A psychometrician, statistician and policy researcher, Ho then laid some data on us from the research on value added:

  • Estimates of value added are unstable across models, courses that teacher might teach, and years.
  • Across different value-added models, teacher effect. ratings differ by at least 1 decile for 56%-80% of teachers and by at least 3 deciles for 0%-14% of teachers (this is reassuring).
  • Across courses taught, between 39% and 54% of teachers differ by at least 3 deciles.
  • Across years, between 19% and 41% of teachers differ by at least 3 deciles.

He then made a point that’s come up time and again in my statistics course, “Any test measures, at best, a representative sample of the target domain.”

But we’re not seeing samples that are representative. According to Ho, “In practice, it is an unrepresentative sample that skews heavily toward the quickly and cheaply measurable.” We’re not learning about the population. Put differently, we can’t know all that we want to know. Anyone who says differently is selling something.

When questioned on teacher assessment in his recent Twitter Town Hall, Sec. Duncan said he favored multiple forms of assessment in gauging teacher effectiveness. Nominally, Ho explained, this makes sense, but in effect it can have unintended negative consequences.

Here too, Ho cautioned against the current trend. Yes, value added is often used in concert with observation data or other similar measures. If those observations are counted as “meets expectations” or “does not meet expectations” and all teachers meet expectations, though, we have a problem. The effect is to mute the impact of this measure in the composite. While it may be nominally weighted at 50%, if value added is the only aspect of the composite accounting for variance, “the contribution of these measures is usually much higher than reported, as teacher effectiveness ratings discriminate much better (effective weights) than other ratings.”

Ho’s stated goal was to demystify value added.
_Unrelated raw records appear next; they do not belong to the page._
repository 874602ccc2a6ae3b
use chrono::{DateTime, Utc};
use rust_decimal::Decimal;
use sea_orm::entity::prelude::*;
use serde::Serialize;
use utoipa::ToSchema;

#[derive(Clone, Debug, PartialEq, DeriveEntityModel, Eq, Serialize, ToSchema)]
#[schema(as = entity::vehicle_listing::Model)]
#[sea_orm(table_name = "vehicle_listing")]
#[serde(rename_all = "camelCase")]
pub struct Model {
    #[sea_orm(primary_key)]
    pub id: i32,
    pub created_at: DateTime<Utc>,
    pub updated_at: DateTime<Utc>,
    pub brand_id: i32,
    pub name: String,
    pub slug: String,
    /// storage key of the main listing photo, uploads are handled externally
    pub main_image: Option<String>,
    pub year: i16,
    pub mileage: i32,
    pub transmission_id: i32,
    pub drive_type_id: i32,
    pub fuel_type_id: i32,
    /// engine displacement in liters, zero for electric vehicles
    #[sea_orm(column_type = "Decimal(Some((3, 1)))", nullable)]
    pub engine_volume: Option<Decimal>,
    pub horse_power: i32,
    #[sea_orm(column_type = "Decimal(Some((12, 2)))")]
    pub price: Decimal,
}

impl Entity {
    pub async fn find_by_slug(
        slug: &str,
        db: &DatabaseConnection,
    ) -> Result<Option<Model>, DbErr> {
        Self::find().filter(Column::Slug.eq(slug)).one(db).await
    }
}

#[derive(Copy, Clone, Debug, EnumIter, DeriveRelation)]
pub enum Relation {
    #[sea_orm(
        belongs_to = "super::brand::Entity",
        from = "Column::BrandId",
        to = "super::brand::Column::Id",
        on_update = "Cascade",
        on_delete = "Cascade"
    )]
    Brand,
    #[sea_orm(
        belongs_to = "super::transmission::Entity",
        from = "Column::TransmissionId",
        to = "super::transmission::Column::Id",
        on_update = "Cascade",
        on_delete = "Cascade"
    )]
    Transmission,
    #[sea_orm(
        belongs_to = "super::drive_type::Entity",
        from = "Column::DriveTypeId",
        to = "super::drive_type::Column::Id",
        on_update = "Cascade",
        on_delete = "Cascade"
    )]
    DriveType,
    #[sea_orm(
        belongs_to = "super::fuel_type::Entity",
        from = "Column::FuelTypeId",
        to = "super::fuel_type::Column::Id",
        on_update = "Cascade",
        on_delete = "Cascade"
    )]
    FuelType,
    #[sea_orm(has_many = "super::listing_image::Entity")]
    ListingImage,
}

impl Related<super::brand::Entity> for Entity {
    fn to() -> RelationDef {
        Relation::Brand.def()
    }
}

impl Related<super::transmission::Entity> for Entity {
    fn to() -> RelationDef {
        Relation::Transmission.def()
    }
}

impl Related<super::drive_type::Entity> for Entity {
    fn to() -> RelationDef {
        Relation::DriveType.def()
    }
}

impl Related<super::fuel_type::Entity> for Entity {
    fn to() -> RelationDef {
        Relation::FuelType.def()
    }
}

impl Related<super::listing_image::Entity> for Entity {
    fn to() -> RelationDef {
        Relation::ListingImage.def()
    }
}

impl ActiveModelBehavior for ActiveModel {}
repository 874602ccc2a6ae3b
pub mod string;
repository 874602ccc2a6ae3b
pub mod brand;
pub mod drive_type;
pub mod fuel_type;
pub mod listing_image;
pub mod transmission;
pub mod vehicle_listing;
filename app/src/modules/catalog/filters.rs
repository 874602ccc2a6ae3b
use entity::{brand, drive_type, fuel_type, transmission, vehicle_listing};
use migration::Expr;
use rust_decimal::Decimal;
use sea_orm::sea_query::extension::postgres::PgExpr;
use sea_orm::{sea_query::SimpleExpr, ColumnTrait, Condition, QueryFilter, Select};
use serde::Deserialize;
use std::collections::BTreeMap;
use strum::{EnumIter, IntoEnumIterator, IntoStaticStr};
use tracing::warn;
use utoipa::IntoParams;
use validator::Validate;

/// Every filterable dimension of the vehicle catalog
///
/// variant names serialize to the query parameter they are read from
#[derive(Clone, Copy, Debug, PartialEq, Eq, EnumIter, IntoStaticStr)]
#[strum(serialize_all = "snake_case")]
pub enum FilterKey {
    Brand,
    MinPrice,
    MaxPrice,
    MinYear,
    MaxYear,
    Transmission,
    DriveType,
    FuelType,
    MinHorsePower,
}

/// Raw catalog filter values as they arrive on the query string
///
/// all values are optional strings, numeric ones are coerced when the
/// filter is applied, unknown query parameters are dropped by serde
#[derive(Debug, Default, Deserialize, Validate, IntoParams)]
#[into_params(parameter_in = Query)]
pub struct CatalogFilters {
    /// free text search over listing and brand names
    pub q: Option<String>,
    pub brand: Option<String>,
    pub min_price: Option<String>,
    pub max_price: Option<String>,
    pub min_year: Option<String>,
    pub max_year: Option<String>,
    pub transmission: Option<String>,
    pub drive_type: Option<String>,
    pub fuel_type: Option<String>,
    pub min_horse_power: Option<String>,
}

impl CatalogFilters {
    fn raw(&self, key: FilterKey) -> Option<&str> {
        let value = match key {
            FilterKey::Brand => &self.brand,
            FilterKey::MinPrice => &self.min_price,
            FilterKey::MaxPrice => &self.max_price,
            FilterKey::MinYear => &self.min_year,
            FilterKey::MaxYear => &self.max_year,
            FilterKey::Transmission => &self.transmission,
            FilterKey::DriveType => &self.drive_type,
            FilterKey::FuelType => &self.fuel_type,
            FilterKey::MinHorsePower => &self.min_horse_power,
        };

        value.as_deref().filter(|v| !v.is_empty())
    }

    /// Narrows a listing query by ANDing one predicate per supplied filter,
    /// plus the free text search when present
    ///
    /// absent and empty values leave the query untouched, malformed numeric
    /// values are dropped rather than failing the request, the query must
    /// already join brand / transmission / drive type / fuel type
    pub fn apply_to(
        &self,
        query: Select<vehicle_listing::Entity>,
    ) -> Select<vehicle_listing::Entity> {
        let mut query = query;

        if let Some(q) = self.q.as_deref().filter(|q| !q.is_empty()) {
            let pattern = format!("%{}%", q);

            query = query.filter(
                Condition::any()
                    .add(
                        Expr::col((vehicle_listing::Entity, vehicle_listing::Column::Name))
                            .ilike(pattern.clone()),
                    )
                    .add(Expr::col((brand::Entity, brand::Column::Name)).ilike(pattern)),
            );
        }

        for key in FilterKey::iter() {
            if let Some(value) = self.raw(key) {
                match predicate(key, value) {
                    Some(p) => query = query.filter(p),
                    None => {
                        let key_name: &'static str = key.into();
                        warn!("ignoring malformed catalog filter {key_name}={value}");
                    }
                }
            }
        }

        query
    }

    /// The value effectively applied for every filter key, `""` for keys
    /// that are unset or were dropped as malformed, used by the frontend
    /// to pre fill the filter controls
    pub fn effective_state(&self) -> BTreeMap<String, String> {
        let mut state: BTreeMap<String, String> = FilterKey::iter()
            .map(|key| {
                let applied = self
                    .raw(key)
                    .filter(|value| predicate(key, value).is_some())
                    .unwrap_or("");

                let key_name: &'static str = key.into();
                (String::from(key_name), String::from(applied))
            })
            .collect();

        state.insert(String::from("q"), self.q.clone().unwrap_or_default());
        state
    }
}

/// The query predicate for a single filter, `None` when the raw value
/// does not coerce to the type the dimension is compared with
fn predicate(key: FilterKey, value: &str) -> Option<SimpleExpr> {
    use vehicle_listing::Column;

    let expr = match key {
        FilterKey::Brand => Expr::col((brand::Entity, brand::Column::Slug)).eq(value),
        FilterKey::MinPrice => Column::Price.gte(value.parse::<Decimal>().ok()?),
        FilterKey::MaxPrice => Column::Price.lte(value.parse::<Decimal>().ok()?),
        FilterKey::MinYear => Column::Year.gte(value.parse::<i16>().ok()?),
        FilterKey::MaxYear => Column::Year.lte(value.parse::<i16>().ok()?),
        FilterKey::Transmission => {
            Expr::col((transmission::Entity, transmission::Column::Label)).eq(value)
        }
        FilterKey::DriveType => {
            Expr::col((drive_type::Entity, drive_type::Column::Label)).eq(value)
        }
        FilterKey::FuelType => Expr::col((fuel_type::Entity, fuel_type::Column::Label)).eq(value),
        FilterKey::MinHorsePower => Column::HorsePower.gte(value.parse::<i32>().ok()?),
    };

    Some(expr)
}

#[cfg(test)]
mod tests {
    use super::*;
    use crate::modules::catalog::repository;
    use sea_orm::{DbBackend, QueryTrait};

    fn sql(filters: &CatalogFilters) -> String {
        filters
            .apply_to(repository::unfiltered())
            .build(DbBackend::Postgres)
            .to_string()
    }

    fn base_sql() -> String {
        repository::unfiltered().build(DbBackend::Postgres).to_string()
    }

    #[test]
    fn absent_and_empty_values_are_noops() {
        let absent = CatalogFilters::default();

        let empty = CatalogFilters {
            q: Some(String::new()),
            brand: Some(String::new()),
            min_price: Some(String::new()),
            max_year: Some(String::new()),
            ..Default::default()
        };

        assert_eq!(sql(&absent), base_sql());
        assert_eq!(sql(&empty), base_sql());
    }

    #[test]
    fn each_supplied_filter_narrows_the_query() {
        let filters = CatalogFilters {
            brand: Some(String::from("toyota")),
            ..Default::default()
        };
        assert!(sql(&filters).contains(r#""brand"."slug" = 'toyota'"#));

        let filters = CatalogFilters {
            min_price: Some(String::from("20000")),
            ..Default::default()
        };
        assert!(sql(&filters).contains(r#""vehicle_listing"."price" >= 20000"#));

        let filters = CatalogFilters {
            max_year: Some(String::from("2015")),
            ..Default::default()
        };
        assert!(sql(&filters).contains(r#""vehicle_listing"."year" <= 2015"#));

        let filters = CatalogFilters {
            transmission: Some(String::from("Автомат")),
            ..Default::default()
        };
        assert!(sql(&filters).contains(r#""transmission"."label" = 'Автомат'"#));

        let filters = CatalogFilters {
            min_horse_power: Some(String::from("150")),
            ..Default::default()
        };
        assert!(sql(&filters).contains(r#""vehicle_listing"."horse_power" >= 150"#));
    }

    #[test]
    fn supplied_filters_compose_by_conjunction() {
        let filters = CatalogFilters {
            brand: Some(String::from("toyota")),
            min_price: Some(String::from("10000")),
            max_year: Some(String::from("2020")),
            ..Default::default()
        };

        let sql = sql(&filters);

        assert!(sql.contains(r#""brand"."slug" = 'toyota'"#));
        assert!(sql.contains(r#""vehicle_listing"."price" >= 10000"#));
        assert!(sql.contains(r#""vehicle_listing"."year" <= 2020"#));
        assert_eq!(sql.matches(" AND ").count(), 2);
    }

    #[test]
    fn query_string_parameter_order_is_irrelevant() {
        let a: CatalogFilters =
            serde_urlencoded::from_str("brand=toyota&min_price=10000&max_year=2020").unwrap();
        let b: CatalogFilters =
            serde_urlencoded::from_str("max_year=2020&brand=toyota&min_price=10000").unwrap();

        assert_eq!(sql(&a), sql(&b));
    }

    #[test]
    fn unknown_query_parameters_are_ignored() {
        let filters: CatalogFilters =
            serde_urlencoded::from_str("color=red&brand=bmw&sort=asc").unwrap();

        assert_eq!(filters.brand.as_deref(), Some("bmw"));
        assert!(sql(&filters).contains(r#""brand"."slug" = 'bmw'"#));
    }

    #[test]
    fn malformed_numeric_values_are_dropped() {
        let filters = CatalogFilters {
            min_price: Some(String::from("cheap")),
            min_year: Some(String::from("201x")),
            ..Default::default()
        };

        assert_eq!(sql(&filters), base_sql());
        assert_eq!(filters.effective_state()["min_price"], "");
        assert_eq!(filters.effective_state()["min_year"], "");
    }

    #[test]
    fn search_matches_listing_name_or_brand_name_case_insensitively() {
        let filters = CatalogFilters {
            q: Some(String::from("corolla")),
            ..Default::default()
        };

        let sql = sql(&filters);

        assert!(sql.contains(r#""vehicle_listing"."name" ILIKE '%corolla%'"#));
        assert!(sql.contains(r#""brand"."name" ILIKE '%corolla%'"#));
        assert!(sql.contains(" OR "));
    }

    #[test]
    fn effective_state_echoes_every_key() {
        let filters = CatalogFilters {
            q: Some(String::from("corolla")),
            brand: Some(String::from("toyota")),
            min_price: Some(String::from("10000")),
            ..Default::default()
        };

        let state = filters.effective_state();

        assert_eq!(state["q"], "corolla");
        assert_eq!(state["brand"], "toyota");
        assert_eq!(state["min_price"], "10000");
        assert_eq!(state["max_price"], "");
        assert_eq!(state["min_year"], "");
        assert_eq!(state["max_year"], "");
        assert_eq!(state["transmission"], "");
        assert_eq!(state["drive_type"], "");
        assert_eq!(state["fuel_type"], "");
        assert_eq!(state["min_horse_power"], "");
    }
}
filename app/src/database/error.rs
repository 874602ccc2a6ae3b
use crate::modules::common::responses::{internal_error_res, not_found_msg, SimpleError};
use http::StatusCode;
use sea_orm::DbErr;

/// Newtype over `DbErr` so database failures can be returned straight
/// from route handlers with `?`
///
/// the `Into<(StatusCode, SimpleError)>` impl keeps the underlying error
/// out of the response, only a missing record is surfaced to the client,
/// everything else becomes an opaque internal error
pub struct DbError(pub DbErr);

impl From<DbErr> for DbError {
    fn from(err: DbErr) -> Self {
        DbError(err)
    }
}

impl From<DbError> for (StatusCode, SimpleError) {
    fn from(err: DbError) -> Self {
        match err.0 {
            DbErr::RecordNotFound(_) => not_found_msg("record not found"),
            _ => internal_error_res(),
        }
    }
}

#[cfg(test)]
mod tests {
    use super::*;

    #[test]
    fn missing_records_map_to_not_found() {
        let err = DbError(DbErr::RecordNotFound(String::from("brand")));

        let (status, _): (StatusCode, SimpleError) = err.into();
        assert_eq!(status, StatusCode::NOT_FOUND);
    }

    #[test]
    fn other_database_errors_are_opaque_internal_errors() {
        let err = DbError(DbErr::Custom(String::from("connection reset")));

        let (status, _): (StatusCode, SimpleError) = err.into();
        assert_eq!(status, StatusCode::INTERNAL_SERVER_ERROR);
    }
}
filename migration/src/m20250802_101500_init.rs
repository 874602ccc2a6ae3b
use sea_orm_migration::prelude::*;

#[derive(DeriveMigrationName)]
pub struct Migration;

#[async_trait::async_trait]
impl MigrationTrait for Migration {
    async fn up(&self, manager: &SchemaManager) -> Result<(), DbErr> {
        let db = manager.get_connection();

        let statement = r#"
        create table "brand" (
            "id" serial primary key,
            "created_at" timestamptz(0) not null default now(),
            "name" varchar(25) not null,
            "slug" varchar(25) not null,
            "logo" varchar(255) null
        );

        alter table
            "brand"
        add
            constraint "brand_name_unique" unique ("name");

        alter table
            "brand"
        add
            constraint "brand_slug_unique" unique ("slug");

        create table "transmission" (
            "id" serial primary key,
            "created_at" timestamptz(0) not null default now(),
            "label" varchar(35) not null
        );

        create table "drive_type" (
            "id" serial primary key,
            "created_at" timestamptz(0) not null default now(),
            "label" varchar(35) not null
        );

        create table "fuel_type" (
            "id" serial primary key,
            "created_at" timestamptz(0) not null default now(),
            "label" varchar(35) not null,
            "requires_engine_volume" boolean not null default true
        );

        create table "vehicle_listing" (
            "id" serial primary key,
            "created_at" timestamptz(0) not null default now(),
            "updated_at" timestamptz(0) not null default now(),
            "brand_id" int not null,
            "name" varchar(125) not null,
            "slug" varchar(125) not null,
            "main_image" varchar(255) null,
            "year" smallint not null,
            "mileage" int not null default 0,
            "transmission_id" int not null,
            "drive_type_id" int not null,
            "fuel_type_id" int not null,
            "engine_volume" numeric(3, 1) null,
            "horse_power" int not null default 0,
            "price" numeric(12, 2) not null default 0
        );

        alter table
            "vehicle_listing"
        add
            constraint "vehicle_listing_name_unique" unique ("name");

        alter table
            "vehicle_listing"
        add
            constraint "vehicle_listing_slug_unique" unique ("slug");

        alter table
            "vehicle_listing"
        add
            constraint "vehicle_listing_brand_id_foreign" foreign key ("brand_id") references "brand" ("id") on update cascade on delete cascade;

        alter table
            "vehicle_listing"
        add
            constraint "vehicle_listing_transmission_id_foreign" foreign key ("transmission_id") references "transmission" ("id") on update cascade on delete cascade;

        alter table
            "vehicle_listing"
        add
            constraint "vehicle_listing_drive_type_id_foreign" foreign key ("drive_type_id") references "drive_type" ("id") on update cascade on delete cascade;

        alter table
            "vehicle_listing"
        add
            constraint "vehicle_listing_fuel_type_id_foreign" foreign key ("fuel_type_id") references "fuel_type" ("id") on update cascade on delete cascade;

        alter table
            "vehicle_listing"
        add
            constraint "vehicle_listing_mileage_non_negative" check ("mileage" >= 0);

        alter table
            "vehicle_listing"
        add
            constraint "vehicle_listing_horse_power_non_negative" check ("horse_power" >= 0);

        alter table
            "vehicle_listing"
        add
            constraint "vehicle_listing_price_non_negative" check ("price" >= 0);

        alter table
            "vehicle_listing"
        add
            constraint "vehicle_listing_engine_volume_range" check (
                "engine_volume" is null
                or ("engine_volume" >= 0 and "engine_volume" <= 12.5)
            );

        create index "vehicle_listing_year_index" on "vehicle_listing" ("year");

        create index "vehicle_listing_created_at_index" on "vehicle_listing" ("created_at" desc);

        create table "listing_image" (
            "id" serial primary key,
            "created_at" timestamptz(0) not null default now(),
            "vehicle_listing_id" int not null,
            "image" varchar(255) not null
        );

        alter table
            "listing_image"
        add
            constraint "listing_image_vehicle_listing_id_foreign" foreign key ("vehicle_listing_id") references "vehicle_listing" ("id") on update cascade on delete cascade;
        "#;

        db.execute_unprepared(statement).await?;

        Ok(())
    }

    async fn down(&self, manager: &SchemaManager) -> Result<(), DbErr> {
        let db = manager.get_connection();

        db.execute_unprepared(
            r#"
            drop table "listing_image";
            drop table "vehicle_listing";
            drop table "fuel_type";
            drop table "drive_type";
            drop table "transmission";
            drop table "brand";
            "#,
        )
        .await?;

        Ok(())
    }
}
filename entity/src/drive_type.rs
use chrono::{DateTime, Utc};
use sea_orm::entity::prelude::*;
use serde::Serialize;
use utoipa::ToSchema;

#[derive(Clone, Debug, PartialEq, DeriveEntityModel, Eq, Serialize, ToSchema)]
#[schema(as = entity::drive_type::Model)]
#[sea_orm(table_name = "drive_type")]
#[serde(rename_all = "camelCase")]
pub struct Model {
    #[sea_orm(primary_key)]
    pub id: i32,
    pub created_at: DateTime<Utc>,
    pub label: String,
}

#[derive(Copy, Clone, Debug, EnumIter, DeriveRelation)]
pub enum Relation {
    #[sea_orm(has_many = "super::vehicle_listing::Entity")]
    VehicleListing,
}

impl Related<super::vehicle_listing::Entity> for Entity {
    fn to() -> RelationDef {
        Relation::VehicleListing.def()
    }
}

impl ActiveModelBehavior for ActiveModel {}
use serde::{Deserialize, Serialize};
use utoipa::{IntoParams, ToSchema};
use validator::Validate;

/// The page fragment the frontend should render for a response
///
/// rendering itself happens client side, the API only selects which
/// template the response context is meant for
#[derive(Clone, Copy, Debug, PartialEq, Eq, Serialize, ToSchema)]
#[serde(rename_all = "snake_case")]
pub enum Fragment {
    HomeContent,
    Catalog,
    SearchInput,
    SearchButton,
    FilterPanel,
    CarDetail,
}

/// Query flags controlling which catalog fragment is returned, each one
/// is only considered set when its value is exactly `"true"`
#[derive(Debug, Default, Deserialize, Validate, IntoParams)]
#[into_params(parameter_in = Query)]
pub struct FragmentFlags {
    pub show_search: Option<String>,
    pub reset_search: Option<String>,
    pub show_filters: Option<String>,
}

impl FragmentFlags {
    /// Selects the catalog fragment, flags are mutually exclusive and
    /// checked in priority order: show search, reset search, show filters,
    /// falling back to the listing fragment itself
    pub fn catalog_fragment(&self) -> Fragment {
        if is_set(&self.show_search) {
            return Fragment::SearchInput;
        }

        if is_set(&self.reset_search) {
            return Fragment::SearchButton;
        }

        if is_set(&self.show_filters) {
            return Fragment::FilterPanel;
        }

        Fragment::Catalog
    }
}

fn is_set(flag: &Option<String>) -> bool {
    flag.as_deref() == Some("true")
}

#[cfg(test)]
mod tests {
    use super::*;

    fn flag() -> Option<String> {
        Some(String::from("true"))
    }

    #[test]
    fn no_flags_select_the_catalog_fragment() {
        assert_eq!(FragmentFlags::default().catalog_fragment(), Fragment::Catalog);
    }

    #[test]
    fn flags_are_checked_in_priority_order() {
        let flags = FragmentFlags {
            show_search: flag(),
            reset_search: flag(),
            show_filters: flag(),
        };
        assert_eq!(flags.catalog_fragment(), Fragment::SearchInput);

        let flags = FragmentFlags {
            show_search: None,
            reset_search: flag(),
            show_filters: flag(),
        };
        assert_eq!(flags.catalog_fragment(), Fragment::SearchButton);

        let flags = FragmentFlags {
            show_search: None,
            reset_search: None,
            show_filters: flag(),
        };
        assert_eq!(flags.catalog_fragment(), Fragment::FilterPanel);
    }

    #[test]
    fn only_the_literal_true_value_sets_a_flag() {
        let flags = FragmentFlags {
            show_search: Some(String::from("1")),
            reset_search: Some(String::from("yes")),
            show_filters: Some(String::new()),
        };

        assert_eq!(flags.catalog_fragment(), Fragment::Catalog);
    }
}
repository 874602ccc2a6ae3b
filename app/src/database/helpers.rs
use sea_orm::{ActiveValue, Set};

/// `Set(value)` when a value is present, `NotSet` otherwise, for building
/// partial updates from DTOs with optional fields
pub fn set_if_some<T>(value: Option<T>) -> ActiveValue<T>
where
    sea_orm::Value: From<T>,
{
    match value {
        Some(v) => Set(v),
        None => ActiveValue::NotSet,
    }
}
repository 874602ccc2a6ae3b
use super::fragment::Fragment;
use serde::Serialize;
use std::collections::BTreeMap;
use utoipa::ToSchema;

/// Response envelope for browser facing routes, the frontend renders
/// `context` with the template named by `fragment`, wrapping it in the
/// page shell when `full_page` is set
#[derive(Serialize, ToSchema)]
#[serde(rename_all = "camelCase")]
#[aliases(
    HomePage = FragmentResponse<HomeContext>,
    CatalogPage = FragmentResponse<CatalogContext>,
    CarDetailPage = FragmentResponse<CarDetailContext>
)]
pub struct FragmentResponse<T: for<'_s> ToSchema<'_s>> {
    pub fragment: Fragment,

    /// whether this is a full navigation rather than a partial page update
    pub full_page: bool,

    pub context: T,
}

#[derive(Serialize, ToSchema)]
#[serde(rename_all = "camelCase")]
pub struct HomeContext {
    pub brands: Vec<entity::brand::Model>,
    pub current_brand: Option<String>,
}

#[derive(Serialize, ToSchema)]
#[serde(rename_all = "camelCase")]
pub struct CatalogContext {
    pub cars: Vec<entity::vehicle_listing::Model>,
    pub brands: Vec<entity::brand::Model>,
    pub transmissions: Vec<entity::transmission::Model>,
    pub drive_types: Vec<entity::drive_type::Model>,
    pub fuel_types: Vec<entity::fuel_type::Model>,

    /// slug of the brand the catalog is narrowed to, if any
    pub current_brand: Option<String>,

    /// value in effect for every filter key, `""` for unset ones,
    /// used to pre fill the filter controls
    pub filter_state: BTreeMap<String, String>,

    pub search_query: String,
}

#[derive(Serialize, ToSchema)]
#[serde(rename_all = "camelCase")]
pub struct CarDetailContext {
    pub car: entity::vehicle_listing::Model,

    /// supplementary photos, the primary one is on the listing itself
    pub images: Vec<entity::listing_image::Model>,

    /// up to 4 other listings of the same brand
    pub related_cars: Vec<entity::vehicle_listing::Model>,

    pub brands: Vec<entity::brand::Model>,
    pub current_brand: Option<String>,
}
In that he succeeded.

He left us with his two concerns:

  • The current incentive structures are so obviously flawed, and the mechanisms for detecting and discouraging unintended responses to incentives are not in place.
  • The simplifying assumptions driving “value added,” including a dramatic overconfidence about the scope of defensible applications of educational tests (“numbers is numbers!”), will lead to a slippery slope toward less and less defensible accountability models.

I’d hate to think we’re more comprehensive in our selection of restaurants than teacher assessment.